Here are some thoughts on fixation methods:
While chemical fixation (e.g., 4% formaldehyde, 0.25% glutaraldehyde) usually preserves the ultrastructure of the specimen quite well, it may not preserve its elemental content. In particular, as membranes get damaged by the fixation, they can become permeable for ions. Also, to reduce radiation damage and diffusion artifacts during the long scan times that are typical for highresolution X-ray fluorescence scans we usually use dried specimen. Then the time that is needed to dry the specimen also is an issue (during the drying process the osomotic pressure changes and cell membranes can break).
Nevertheless, some of our users did have success using chemical fixation as described above in investigating trace metals in cells.

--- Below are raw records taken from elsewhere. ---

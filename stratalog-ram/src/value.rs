//! This module defines [Value], the pure expressions evaluated inside a
//! loop nest.

use std::fmt::{self, Display};

use itertools::Itertools;

use crate::{node::NodeMapper, operator::IntrinsicOp, Domain, TupleId};

/// A pure expression evaluated in the tuple environment of a loop nest.
#[derive(Debug, Clone, PartialEq, Eq, Hash)]
pub enum Value {
    /// A constant of the machine domain.
    Number(Domain),
    /// Column `column` of the tuple bound to `level` by an enclosing search.
    ElementAccess {
        /// Identifier of the loop that bound the tuple.
        level: TupleId,
        /// Column within the tuple.
        column: usize,
        /// Source-level attribute name, if one is known.
        name: Option<String>,
    },
    /// An n-ary built-in operator applied to argument values.
    Intrinsic {
        /// The operator.
        op: IntrinsicOp,
        /// Argument values; the length matches the operator arity.
        args: Vec<Value>,
    },
    /// Record construction; `None` slots are unnamed fields.
    Pack {
        /// Component values of the record.
        args: Vec<Option<Value>>,
    },
    /// Reference to a subroutine parameter (provenance subproofs only).
    Argument(usize),
    /// A monotonically increasing counter.
    AutoIncrement,
}

impl Value {
    /// Direct child values in a stable order.
    pub fn children(&self) -> Vec<&Value> {
        match self {
            Value::Number(_) | Value::ElementAccess { .. } | Value::Argument(_) => Vec::new(),
            Value::AutoIncrement => Vec::new(),
            Value::Intrinsic { args, .. } => args.iter().collect(),
            Value::Pack { args } => args.iter().flatten().collect(),
        }
    }

    /// Pass each owned child through `mapper`, storing the result back.
    pub fn apply<M: NodeMapper + ?Sized>(self, mapper: &mut M) -> Self {
        match self {
            leaf @ (Value::Number(_)
            | Value::ElementAccess { .. }
            | Value::Argument(_)
            | Value::AutoIncrement) => leaf,
            Value::Intrinsic { op, args } => Value::Intrinsic {
                op,
                args: args.into_iter().map(|arg| mapper.map_value(arg)).collect(),
            },
            Value::Pack { args } => Value::Pack {
                args: args
                    .into_iter()
                    .map(|arg| arg.map(|value| mapper.map_value(value)))
                    .collect(),
            },
        }
    }

    /// Whether the value or any descendant reads the tuple bound to `level`.
    pub fn references_level(&self, level: TupleId) -> bool {
        match self {
            Value::ElementAccess { level: own, .. } => *own == level,
            other => other.children().iter().any(|v| v.references_level(level)),
        }
    }
}

/// Prints a search pattern as `(v, _, w)`, spelling wildcard slots `_`.
pub(crate) struct PatternDisplay<'a>(pub &'a [Option<Value>]);

impl Display for PatternDisplay<'_> {
    fn fmt(&self, f: &mut fmt::Formatter<'_>) -> fmt::Result {
        write!(
            f,
            "({})",
            self.0
                .iter()
                .format_with(",", |slot, g| match slot {
                    Some(value) => g(value),
                    None => g(&"_"),
                })
        )
    }
}

impl Display for Value {
    fn fmt(&self, f: &mut fmt::Formatter<'_>) -> fmt::Result {
        match self {
            Value::Number(constant) => write!(f, "number({constant})"),
            Value::ElementAccess {
                level,
                column,
                name,
            } => match name {
                Some(name) => write!(f, "t{level}.{name}"),
                None => write!(f, "env(t{level}, i{column})"),
            },
            Value::Intrinsic { op, args } => {
                write!(f, "{}({})", op.symbol(), args.iter().format(","))
            }
            Value::Pack { args } => write!(
                f,
                "[{}]",
                args.iter().format_with(",", |slot, g| match slot {
                    Some(value) => g(value),
                    None => g(&"_"),
                })
            ),
            Value::Argument(number) => write!(f, "arg({number})"),
            Value::AutoIncrement => f.write_str("autoinc()"),
        }
    }
}

/// Shorthand for an unnamed [`Value::ElementAccess`].
pub fn access(level: TupleId, column: usize) -> Value {
    Value::ElementAccess {
        level,
        column,
        name: None,
    }
}

#[cfg(test)]
pub(crate) mod test {
    use quickcheck::{Arbitrary, Gen};
    use quickcheck_macros::quickcheck;

    use crate::node::{Identity, NodeMapper};
    use crate::operator::IntrinsicOp;

    use super::{access, Value};

    impl Arbitrary for Value {
        fn arbitrary(g: &mut Gen) -> Self {
            // Bias towards leaves so generated trees stay small.
            match u8::arbitrary(g) % 8 {
                0 | 1 | 2 => Value::Number(i64::arbitrary(g) % 1000),
                3 | 4 => access(usize::arbitrary(g) % 4, usize::arbitrary(g) % 4),
                5 => Value::Argument(usize::arbitrary(g) % 4),
                6 => Value::Intrinsic {
                    op: *g
                        .choose(&[IntrinsicOp::Add, IntrinsicOp::Neg, IntrinsicOp::Cat])
                        .expect("choices are non-empty"),
                    args: vec![Value::arbitrary(g), Value::arbitrary(g)],
                },
                _ => Value::Pack {
                    args: vec![None, Some(Value::arbitrary(g))],
                },
            }
        }
    }

    #[quickcheck]
    fn clone_is_structurally_equal(value: Value) -> bool {
        value.clone() == value
    }

    #[quickcheck]
    fn identity_mapper_preserves_structure(value: Value) -> bool {
        let copy = value.clone();
        Identity.map_value(value) == copy
    }

    #[test]
    fn display_forms() {
        assert_eq!(Value::Number(42).to_string(), "number(42)");
        assert_eq!(access(0, 2).to_string(), "env(t0, i2)");
        let sum = Value::Intrinsic {
            op: IntrinsicOp::Add,
            args: vec![access(0, 0), Value::Number(1)],
        };
        assert_eq!(sum.to_string(), "+(env(t0, i0),number(1))");
        let record = Value::Pack {
            args: vec![Some(access(1, 0)), None],
        };
        assert_eq!(record.to_string(), "[env(t1, i0),_]");
    }

    #[test]
    fn level_references() {
        let sum = Value::Intrinsic {
            op: IntrinsicOp::Add,
            args: vec![access(2, 0), Value::Number(1)],
        };
        assert!(sum.references_level(2));
        assert!(!sum.references_level(0));
    }
}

Sometimes a a brief rinse in ethanol after air drying can help to remove salt residues.
Fixation in cold (-20C) acetone/methanol has the advantage that the drying process is much more gentle on the cell structures, as surface tension of methanol/acetone is much less than that of water. In contrast to form- or glutaraldehyde, however, there is no crosslinking of proteins, just precipitation. Also, membranes (lipids) tend to be removed.
It would seem that chemical fixation methods can preserve the content of elements that are typically tightly bound to proteins (e.g., Zn) well, but one probably should be very cautious in the interpretation of maps of highly diffusible ions.
Probably the best fixation method would be cryofixation, where the specimen is cooled to liquid nitrogen temperatures rapidly enough to avoid ice crystal formation. This can be achieved, for example, by plungeing the specimen rapidly into liquid ethane, though this particular method limits the thickness where adequate fixation to something on the order of 10 microns. Another way to achive vitrification of the specimen is by using a high pressure freezing device, then regions up to 300 microns deep into the specimen can be adequately preserved.